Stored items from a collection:

--- START ---

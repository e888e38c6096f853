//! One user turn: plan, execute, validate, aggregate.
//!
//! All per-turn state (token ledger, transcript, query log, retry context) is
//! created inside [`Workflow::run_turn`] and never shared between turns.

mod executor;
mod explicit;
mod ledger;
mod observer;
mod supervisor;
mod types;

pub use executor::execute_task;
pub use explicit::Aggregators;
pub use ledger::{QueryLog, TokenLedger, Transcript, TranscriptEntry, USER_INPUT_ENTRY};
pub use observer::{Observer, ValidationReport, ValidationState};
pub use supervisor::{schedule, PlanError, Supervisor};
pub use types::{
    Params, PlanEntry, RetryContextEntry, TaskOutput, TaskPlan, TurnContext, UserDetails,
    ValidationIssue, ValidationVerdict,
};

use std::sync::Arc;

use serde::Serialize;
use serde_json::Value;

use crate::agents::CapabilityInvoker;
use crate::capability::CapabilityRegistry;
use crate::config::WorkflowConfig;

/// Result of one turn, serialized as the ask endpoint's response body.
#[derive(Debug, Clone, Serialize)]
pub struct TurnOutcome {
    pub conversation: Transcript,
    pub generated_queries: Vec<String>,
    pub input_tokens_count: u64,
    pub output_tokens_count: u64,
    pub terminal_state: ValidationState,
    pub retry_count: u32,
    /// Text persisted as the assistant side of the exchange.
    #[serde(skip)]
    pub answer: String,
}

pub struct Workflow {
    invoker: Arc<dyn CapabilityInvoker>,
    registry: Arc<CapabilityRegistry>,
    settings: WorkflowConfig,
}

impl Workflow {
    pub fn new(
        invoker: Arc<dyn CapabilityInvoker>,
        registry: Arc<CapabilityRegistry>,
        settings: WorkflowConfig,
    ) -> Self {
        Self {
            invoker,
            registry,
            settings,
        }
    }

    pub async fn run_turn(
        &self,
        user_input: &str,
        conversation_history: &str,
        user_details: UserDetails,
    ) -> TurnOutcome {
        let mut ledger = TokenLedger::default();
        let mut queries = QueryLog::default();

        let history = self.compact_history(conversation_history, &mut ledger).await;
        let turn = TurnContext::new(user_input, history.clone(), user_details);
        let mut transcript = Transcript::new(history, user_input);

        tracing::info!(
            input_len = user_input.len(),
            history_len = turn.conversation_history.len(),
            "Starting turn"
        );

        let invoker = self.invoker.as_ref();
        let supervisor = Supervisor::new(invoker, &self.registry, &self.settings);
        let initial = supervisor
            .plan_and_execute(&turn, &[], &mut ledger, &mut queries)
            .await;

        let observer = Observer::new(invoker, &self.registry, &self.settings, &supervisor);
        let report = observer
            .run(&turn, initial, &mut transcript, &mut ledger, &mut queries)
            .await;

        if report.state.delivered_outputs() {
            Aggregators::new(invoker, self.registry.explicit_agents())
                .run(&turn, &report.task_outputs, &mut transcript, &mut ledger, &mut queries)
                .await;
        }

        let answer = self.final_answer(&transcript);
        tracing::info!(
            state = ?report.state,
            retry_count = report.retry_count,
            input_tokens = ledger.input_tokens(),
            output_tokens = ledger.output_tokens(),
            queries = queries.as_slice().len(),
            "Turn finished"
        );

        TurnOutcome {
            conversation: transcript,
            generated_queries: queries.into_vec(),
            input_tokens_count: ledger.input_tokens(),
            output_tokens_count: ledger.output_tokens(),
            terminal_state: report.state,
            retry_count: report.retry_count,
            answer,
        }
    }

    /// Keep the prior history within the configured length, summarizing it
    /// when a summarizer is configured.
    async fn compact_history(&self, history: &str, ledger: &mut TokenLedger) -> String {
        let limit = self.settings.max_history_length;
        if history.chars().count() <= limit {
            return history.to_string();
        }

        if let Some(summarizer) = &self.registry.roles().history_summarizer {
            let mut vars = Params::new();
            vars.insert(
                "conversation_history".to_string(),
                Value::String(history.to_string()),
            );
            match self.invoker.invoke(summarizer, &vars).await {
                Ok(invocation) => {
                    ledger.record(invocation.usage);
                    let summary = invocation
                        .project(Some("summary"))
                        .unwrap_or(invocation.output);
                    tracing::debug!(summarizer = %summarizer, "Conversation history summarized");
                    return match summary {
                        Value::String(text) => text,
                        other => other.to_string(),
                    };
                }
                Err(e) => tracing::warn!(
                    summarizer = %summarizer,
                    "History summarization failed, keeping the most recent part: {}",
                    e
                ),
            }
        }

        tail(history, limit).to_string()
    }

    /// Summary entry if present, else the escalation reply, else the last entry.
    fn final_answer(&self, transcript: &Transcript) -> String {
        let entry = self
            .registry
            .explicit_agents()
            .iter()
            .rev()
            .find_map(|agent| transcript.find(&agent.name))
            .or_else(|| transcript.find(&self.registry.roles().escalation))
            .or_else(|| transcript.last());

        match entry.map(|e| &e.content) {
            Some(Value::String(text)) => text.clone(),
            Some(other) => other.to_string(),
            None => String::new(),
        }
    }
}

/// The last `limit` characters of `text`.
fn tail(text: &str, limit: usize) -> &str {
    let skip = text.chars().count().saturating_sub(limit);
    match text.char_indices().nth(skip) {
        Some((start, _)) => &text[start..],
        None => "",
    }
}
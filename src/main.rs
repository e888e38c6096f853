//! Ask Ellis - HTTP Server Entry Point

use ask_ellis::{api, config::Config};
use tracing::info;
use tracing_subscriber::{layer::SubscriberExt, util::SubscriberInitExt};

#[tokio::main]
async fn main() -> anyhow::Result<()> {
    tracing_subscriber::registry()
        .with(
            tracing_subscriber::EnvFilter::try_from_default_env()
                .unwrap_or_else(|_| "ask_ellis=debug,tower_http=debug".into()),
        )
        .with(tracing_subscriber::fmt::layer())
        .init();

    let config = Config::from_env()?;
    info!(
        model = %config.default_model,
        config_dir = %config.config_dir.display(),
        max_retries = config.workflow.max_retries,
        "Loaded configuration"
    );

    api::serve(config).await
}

--- END ---

Required work
Could you return exactly the stretch of the data above that starts at the line with "use std::sync::Arc;" and ends at the line with "TurnContext::new(user_input, history.clone(), user_details);", both lines included?

Answer
use std::sync::Arc;

use serde::Serialize;
use serde_json::Value;

use crate::agents::CapabilityInvoker;
use crate::capability::CapabilityRegistry;
use crate::config::WorkflowConfig;

/// Result of one turn, serialized as the ask endpoint's response body.
#[derive(Debug, Clone, Serialize)]
pub struct TurnOutcome {
    pub conversation: Transcript,
    pub generated_queries: Vec<String>,
    pub input_tokens_count: u64,
    pub output_tokens_count: u64,
    pub terminal_state: ValidationState,
    pub retry_count: u32,
    /// Text persisted as the assistant side of the exchange.
    #[serde(skip)]
    pub answer: String,
}

pub struct Workflow {
    invoker: Arc<dyn CapabilityInvoker>,
    registry: Arc<CapabilityRegistry>,
    settings: WorkflowConfig,
}

impl Workflow {
    pub fn new(
        invoker: Arc<dyn CapabilityInvoker>,
        registry: Arc<CapabilityRegistry>,
        settings: WorkflowConfig,
    ) -> Self {
        Self {
            invoker,
            registry,
            settings,
        }
    }

    pub async fn run_turn(
        &self,
        user_input: &str,
        conversation_history: &str,
        user_details: UserDetails,
    ) -> TurnOutcome {
        let mut ledger = TokenLedger::default();
        let mut queries = QueryLog::default();

        let history = self.compact_history(conversation_history, &mut ledger).await;
        let turn = TurnContext::new(user_input, history.clone(), user_details);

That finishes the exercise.